Harun İsmiyle Uyumlu Tüm İsimler
Harun isminin anlamı: Akseden, parlayan. Hz. Musa (a.s)’ın Peygamber olan küçük kardeşinin adı. Köken: İbr. Söyleyiş: (ha:run) Cinsiyet: Erkek 1. Parlayan.2. Hz. Musa’nın küçük kardeşinin adı. Bir tutam ot. Özellikle atlarda görülen, bulaşıcı bir çeşit hastalık, sakağı. sıf. (Ar. ḥurūnet “hayvanın inat edip ileri gitmemesi”nden ḥarūn) 1. İlerleyeceği yerde huysuzluk edip geri geri giden (at) [Halk ağzında harın kullanılmaktadır]: Zabta kim kādir idi esb-i harûn-ı feleği / Olmasa kabza-i destinde inân-ı devlet (Sâmi). Ashâb-ı kiram haydi dediler, kalkmadı, harun hayvan gibi inat edip durdu (Cevdet Paşa). 2. mec. İnatçı (kimse). Harun ismi Arapça kökenli bir Erkek ismidir.
Benzer İsmiyle Uyumlu Tüm İsimler
Benzer isminin anlamı: Nitelik, görünüş bakımından bir başkasına benzeyen veya ona eş olan. Benzer ismi Türkçe kökenli bir Erkek ismidir.

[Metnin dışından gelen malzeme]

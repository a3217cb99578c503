//! OpenTelemetry export for tracing spans
//!
//! Only active when `OTEL_EXPORTER_OTLP_ENDPOINT` is set.

use opentelemetry::KeyValue;
use opentelemetry_otlp::WithExportConfig;
use opentelemetry_sdk::{runtime, trace as sdktrace, Resource};
use tracing::Subscriber;
use tracing_opentelemetry::OpenTelemetryLayer;
use tracing_subscriber::registry::LookupSpan;

pub const SERVICE_NAME: &str = "hostalias-operator";
pub const OTLP_ENDPOINT_ENV: &str = "OTEL_EXPORTER_OTLP_ENDPOINT";

/// Build the OTLP tracing layer for `subscriber`, or `None` when export is
/// disabled or the exporter cannot be installed.
pub fn init_telemetry<S>(_subscriber: &S) -> Option<OpenTelemetryLayer<S, sdktrace::Tracer>>
where
    S: Subscriber + for<'span> LookupSpan<'span>,
{
    let endpoint = std::env::var(OTLP_ENDPOINT_ENV).ok()?;

    let installed = opentelemetry_otlp::new_pipeline()
        .tracing()
        .with_exporter(
            opentelemetry_otlp::new_exporter()
                .tonic()
                .with_endpoint(endpoint),
        )
        .with_trace_config(sdktrace::config().with_resource(Resource::new(vec![
            KeyValue::new("service.name", SERVICE_NAME),
        ])))
        .install_batch(runtime::Tokio);

    match installed {
        Ok(tracer) => Some(tracing_opentelemetry::layer().with_tracer(tracer)),
        Err(e) => {
            // The subscriber is not installed yet, so report on stderr.
            eprintln!("Failed to install OTLP exporter: {}", e);
            None
        }
    }
}

/// Flush pending spans before exit.
pub fn shutdown_telemetry() {
    opentelemetry::global::shutdown_tracer_provider();
}
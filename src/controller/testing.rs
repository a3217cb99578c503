//! In-memory workload store used by the controller tests

use std::collections::HashMap;
use std::sync::atomic::{AtomicUsize, Ordering};
use std::sync::Mutex;
use std::time::Duration;

use async_trait::async_trait;
use futures::stream::{self, BoxStream, StreamExt};

use super::aliases::AliasPatch;
use super::client::{PatchError, WorkloadClient};
use super::types::{ChangeEvent, HostAliasEntry, ResourceIdentity, WorkloadSnapshot};

/// Behaves like a tiny API server: resource versions bump on every write and
/// stale patches get a 409 when `conditional` is set.
pub struct FakeCluster {
    objects: Mutex<HashMap<ResourceIdentity, WorkloadSnapshot>>,
    events: Mutex<Vec<ChangeEvent>>,
    conditional: bool,
    pub patch_calls: AtomicUsize,
    pub watch_calls: AtomicUsize,
}

impl FakeCluster {
    pub fn new(conditional: bool) -> Self {
        Self {
            objects: Mutex::new(HashMap::new()),
            events: Mutex::new(Vec::new()),
            conditional,
            patch_calls: AtomicUsize::new(0),
            watch_calls: AtomicUsize::new(0),
        }
    }

    pub fn insert(
        &self,
        namespace: &str,
        name: &str,
        aliases: Vec<HostAliasEntry>,
    ) -> WorkloadSnapshot {
        let snapshot = WorkloadSnapshot {
            identity: ResourceIdentity::new(namespace, name),
            resource_version: Some("1".to_string()),
            host_aliases: aliases,
        };
        self.objects
            .lock()
            .unwrap()
            .insert(snapshot.identity.clone(), snapshot.clone());
        snapshot
    }

    pub fn snapshot(&self, namespace: &str, name: &str) -> WorkloadSnapshot {
        self.objects.lock().unwrap()[&ResourceIdentity::new(namespace, name)].clone()
    }

    /// Events every watch session replays, in order.
    pub fn script(&self, events: Vec<ChangeEvent>) {
        *self.events.lock().unwrap() = events;
    }

    pub fn patches(&self) -> usize {
        self.patch_calls.load(Ordering::SeqCst)
    }
}

#[async_trait]
impl WorkloadClient for FakeCluster {
    async fn list_and_watch(
        &self,
        _namespace: &str,
        _timeout: Duration,
    ) -> BoxStream<'static, ChangeEvent> {
        self.watch_calls.fetch_add(1, Ordering::SeqCst);
        stream::iter(self.events.lock().unwrap().clone()).boxed()
    }

    async fn patch(
        &self,
        identity: &ResourceIdentity,
        patch: &AliasPatch,
    ) -> Result<WorkloadSnapshot, PatchError> {
        self.patch_calls.fetch_add(1, Ordering::SeqCst);
        // Let a concurrent reconcile interleave here.
        tokio::task::yield_now().await;

        let mut objects = self.objects.lock().unwrap();
        let current = objects.get_mut(identity).ok_or_else(|| PatchError::Rejected {
            code: 404,
            reason: "NotFound".to_string(),
            message: format!("deployments \"{}\" not found", identity.name),
        })?;

        if self.conditional
            && patch.resource_version.is_some()
            && patch.resource_version != current.resource_version
        {
            return Err(PatchError::Conflict {
                message: "the object has been modified".to_string(),
            });
        }

        let next: u64 = current
            .resource_version
            .as_deref()
            .and_then(|v| v.parse().ok())
            .unwrap_or(0)
            + 1;
        current.resource_version = Some(next.to_string());
        current.host_aliases = patch.host_aliases.clone();
        Ok(current.clone())
    }

    async fn get(&self, identity: &ResourceIdentity) -> Result<WorkloadSnapshot, PatchError> {
        tokio::task::yield_now().await;
        self.objects
            .lock()
            .unwrap()
            .get(identity)
            .cloned()
            .ok_or_else(|| PatchError::Rejected {
                code: 404,
                reason: "NotFound".to_string(),
                message: format!("deployments \"{}\" not found", identity.name),
            })
    }

    fn supports_conditional_patch(&self) -> bool {
        self.conditional
    }
}
//! Trigger entry points
//!
//! `on_startup` and `on_timer` do the same bounded unit of work: open one
//! watch session and feed its events through the classifier and reconciler.
//! Each invocation owns its session; invocations may overlap.

use std::fmt;
use std::sync::Arc;
use std::time::Duration;

use futures::StreamExt;
use tokio::time::Instant;
use tracing::{info, instrument};

use super::classifier::{classify, Classification};
use super::client::WorkloadClient;
use super::reconciler::{ReconcileOutcome, Reconciler};
use super::watch::WatchSessionManager;
use crate::config::OperatorConfig;

#[cfg(feature = "metrics")]
use super::metrics;

#[derive(Clone, Copy, Debug, PartialEq, Eq)]
pub enum Trigger {
    Startup,
    Timer,
}

impl Trigger {
    pub fn as_str(&self) -> &'static str {
        match self {
            Trigger::Startup => "startup",
            Trigger::Timer => "timer",
        }
    }
}

impl fmt::Display for Trigger {
    fn fmt(&self, f: &mut fmt::Formatter<'_>) -> fmt::Result {
        f.write_str(self.as_str())
    }
}

/// Counts for one trigger invocation.
#[derive(Clone, Debug, Default, PartialEq, Eq)]
pub struct SessionSummary {
    pub events: usize,
    pub discarded: usize,
    pub patched: usize,
    pub already_converged: usize,
    pub conflicts: usize,
    pub rejected: usize,
    pub unavailable: usize,
}

impl SessionSummary {
    fn record(&mut self, outcome: &ReconcileOutcome) {
        match outcome {
            ReconcileOutcome::AlreadyConverged => self.already_converged += 1,
            ReconcileOutcome::Patched => self.patched += 1,
            ReconcileOutcome::Conflict => self.conflicts += 1,
            ReconcileOutcome::Rejected { .. } => self.rejected += 1,
            ReconcileOutcome::Unavailable => self.unavailable += 1,
        }
    }
}

pub struct TriggerScheduler {
    sessions: WatchSessionManager,
    reconciler: Reconciler,
    namespace: String,
    watch_timeout: Duration,
}

impl TriggerScheduler {
    pub fn new(client: Arc<dyn WorkloadClient>, config: &OperatorConfig) -> Self {
        let desired = Arc::new(config.desired_mutation.clone());
        Self {
            sessions: WatchSessionManager::new(Arc::clone(&client)),
            reconciler: Reconciler::new(client, desired, config.alias_strategy),
            namespace: config.namespace.clone(),
            watch_timeout: config.watch_timeout,
        }
    }

    /// Called once when the process becomes ready.
    pub async fn on_startup(&self) -> SessionSummary {
        self.run_session(Trigger::Startup).await
    }

    /// Called every configured interval.
    pub async fn on_timer(&self) -> SessionSummary {
        self.run_session(Trigger::Timer).await
    }

    #[instrument(skip(self), fields(namespace = %self.namespace))]
    async fn run_session(&self, trigger: Trigger) -> SessionSummary {
        let started = Instant::now();
        info!(
            "Watching deployments in namespace {} for {:?} ({} trigger)",
            self.namespace, self.watch_timeout, trigger
        );

        #[cfg(feature = "metrics")]
        metrics::inc_watch_session(trigger.as_str());

        let mut summary = SessionSummary::default();
        let mut events = self.sessions.open(&self.namespace, self.watch_timeout).await;

        while let Some(event) = events.next().await {
            summary.events += 1;

            #[cfg(feature = "metrics")]
            metrics::inc_event(event.kind());

            match classify(&event) {
                Classification::Actionable(snapshot) => {
                    let outcome = self.reconciler.reconcile(snapshot).await;

                    #[cfg(feature = "metrics")]
                    metrics::inc_reconcile(outcome.as_str());

                    summary.record(&outcome);
                }
                Classification::Discard(_) => summary.discarded += 1,
            }
        }

        #[cfg(feature = "metrics")]
        metrics::observe_session_duration(trigger.as_str(), started.elapsed().as_secs_f64());

        info!(
            trigger = %trigger,
            events = summary.events,
            patched = summary.patched,
            already_converged = summary.already_converged,
            discarded = summary.discarded,
            conflicts = summary.conflicts,
            rejected = summary.rejected,
            unavailable = summary.unavailable,
            "Watch session finished after {:?}",
            started.elapsed()
        );

        summary
    }
}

Beysun: "Kendini bey olarak göster" anlamında kullanılan bir ad.
Beyhatun: Bey hanımı.
Beybun: Papatya
Hacer: Taş, kaya parçası, çakıl
Haver: Güneşin doğduğu yön, doğu.
Harika: Eşyanın tabiatı dışında, doğa üstü, garip şey, olağanüstü
Harbiye: Savaşla ilgili.
Harmonia: ares kızı
Hare: Cam, göz vb.nde dalgalanır gibi görünen parlak çizgiler, meneviş.
Harum: yüksek aşağı atmak
Haris: Süngü demiri. Soğuk olan şey. Muhafız. Bekçi. Gözcü. Himaye eden. Bekleyen. Son derece hırslı olan.
Haroun-Al-Rachid: Dik
Jeshurun: salih, güvenilir
Harbonah: onun çöküşünü, kılıcını
Harim: , yok tanrıya adanmış
Harel: Tanrı Dağı
Harb:
Haruz: Dikkat
Orun: 1. Özel yer. 2. Önemli bir görevlinin çalıştığı yer, makam. 3. Gizli, habersiz. 4. Huy, yaradılış.
Haran: dağlık ülke
Hareph: kış sitem
Harput: Güneşli lotus
Torun: Bir kimseye göre çocuğunun çocuğu.
Harrell: Tanrı Dağı
Urun: 1. Özel yer. 2. Önemli bir görevlinin çalıştığı yer, makam. 3. Gizli, habersiz. 4. Huy, yaradılış. - bk. Orun
Harhas: güven öfke ısı
Harun: Akseden, parlayan. Hz. Musa (a.s)’ın Peygamber olan küçük kardeşinin adı. Köken: İbr. Söyleyiş: (ha:run) Cinsiyet: Erkek 1. Parlayan.2. Hz. Musa’nın küçük kardeşinin adı. Bir tutam ot. Özellikle atlarda görülen, bulaşıcı bir çeşit hastalık, sakağı. sıf. (Ar. ḥurūnet “hayvanın inat edip ileri gitmemesi”nden ḥarūn) 1. İlerleyeceği yerde huysuzluk edip geri geri giden (at) [Halk ağzında harın kullanılmaktadır]: Zabta kim kādir idi esb-i harûn-ı feleği / Olmasa kabza-i destinde inân-ı devlet (Sâmi). Ashâb-ı kiram haydi dediler, kalkmadı, harun hayvan gibi inat edip durdu (Cevdet Paşa). 2. mec. İnatçı (kimse).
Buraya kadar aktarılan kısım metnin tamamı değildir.